* _Instructions to follow_
Find every line in the records below that holds the word "clear", and copy it out.

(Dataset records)
╭──

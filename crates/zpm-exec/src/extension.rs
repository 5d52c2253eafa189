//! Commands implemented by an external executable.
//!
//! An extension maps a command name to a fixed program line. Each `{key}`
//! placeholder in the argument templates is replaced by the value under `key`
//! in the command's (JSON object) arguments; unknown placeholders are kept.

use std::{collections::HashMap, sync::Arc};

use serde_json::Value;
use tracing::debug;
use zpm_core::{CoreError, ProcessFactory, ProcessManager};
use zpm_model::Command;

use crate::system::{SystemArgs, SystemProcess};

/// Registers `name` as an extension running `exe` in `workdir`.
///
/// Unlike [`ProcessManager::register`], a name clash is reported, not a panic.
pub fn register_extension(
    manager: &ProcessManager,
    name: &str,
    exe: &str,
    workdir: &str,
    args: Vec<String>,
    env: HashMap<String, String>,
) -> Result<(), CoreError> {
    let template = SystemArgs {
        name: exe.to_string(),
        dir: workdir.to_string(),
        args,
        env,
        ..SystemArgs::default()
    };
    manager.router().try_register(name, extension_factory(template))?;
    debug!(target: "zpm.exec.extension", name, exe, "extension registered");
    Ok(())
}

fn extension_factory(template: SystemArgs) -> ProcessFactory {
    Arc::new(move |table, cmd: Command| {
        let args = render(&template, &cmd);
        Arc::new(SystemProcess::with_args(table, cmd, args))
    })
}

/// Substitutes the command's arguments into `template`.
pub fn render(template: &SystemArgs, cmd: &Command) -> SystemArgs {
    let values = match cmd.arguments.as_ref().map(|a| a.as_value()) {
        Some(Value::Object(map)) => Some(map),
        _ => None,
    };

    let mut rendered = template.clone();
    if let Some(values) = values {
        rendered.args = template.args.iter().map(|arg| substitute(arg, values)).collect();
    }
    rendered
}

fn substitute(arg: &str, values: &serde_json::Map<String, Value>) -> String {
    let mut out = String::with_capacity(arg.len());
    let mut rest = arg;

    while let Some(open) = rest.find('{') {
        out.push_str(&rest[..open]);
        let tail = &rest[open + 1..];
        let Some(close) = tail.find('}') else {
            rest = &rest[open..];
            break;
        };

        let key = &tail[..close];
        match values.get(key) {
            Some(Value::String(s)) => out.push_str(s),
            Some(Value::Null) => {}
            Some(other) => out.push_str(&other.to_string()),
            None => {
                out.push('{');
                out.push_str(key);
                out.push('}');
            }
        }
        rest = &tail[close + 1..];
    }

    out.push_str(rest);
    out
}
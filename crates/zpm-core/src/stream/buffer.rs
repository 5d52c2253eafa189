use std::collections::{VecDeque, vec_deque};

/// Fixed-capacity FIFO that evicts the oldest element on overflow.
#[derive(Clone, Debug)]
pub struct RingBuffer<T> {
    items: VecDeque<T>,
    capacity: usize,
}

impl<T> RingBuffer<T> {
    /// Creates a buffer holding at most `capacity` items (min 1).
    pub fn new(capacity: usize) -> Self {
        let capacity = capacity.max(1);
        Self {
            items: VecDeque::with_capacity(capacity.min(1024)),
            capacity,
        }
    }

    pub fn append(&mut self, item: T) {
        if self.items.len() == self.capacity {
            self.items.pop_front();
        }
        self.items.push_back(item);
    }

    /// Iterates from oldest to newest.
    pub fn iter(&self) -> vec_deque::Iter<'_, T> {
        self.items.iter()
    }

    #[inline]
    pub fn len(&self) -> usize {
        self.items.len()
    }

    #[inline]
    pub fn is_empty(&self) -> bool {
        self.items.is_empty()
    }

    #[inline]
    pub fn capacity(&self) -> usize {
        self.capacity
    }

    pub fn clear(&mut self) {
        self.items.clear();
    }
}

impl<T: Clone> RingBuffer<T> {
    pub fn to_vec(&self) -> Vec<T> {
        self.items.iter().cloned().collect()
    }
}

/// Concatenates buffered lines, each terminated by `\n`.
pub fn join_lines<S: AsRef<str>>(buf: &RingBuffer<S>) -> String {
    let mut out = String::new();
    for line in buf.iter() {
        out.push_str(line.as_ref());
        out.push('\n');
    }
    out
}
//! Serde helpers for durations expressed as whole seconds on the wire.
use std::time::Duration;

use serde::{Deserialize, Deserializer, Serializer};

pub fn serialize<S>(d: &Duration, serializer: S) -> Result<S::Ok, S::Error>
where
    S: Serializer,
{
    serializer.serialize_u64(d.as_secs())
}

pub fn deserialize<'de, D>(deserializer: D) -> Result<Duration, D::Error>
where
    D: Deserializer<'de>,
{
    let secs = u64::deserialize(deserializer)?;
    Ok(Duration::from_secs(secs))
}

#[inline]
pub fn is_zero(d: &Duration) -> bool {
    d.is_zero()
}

╰──

* _Final answer_
    pub fn clear(&mut self) {
        self.items.clear();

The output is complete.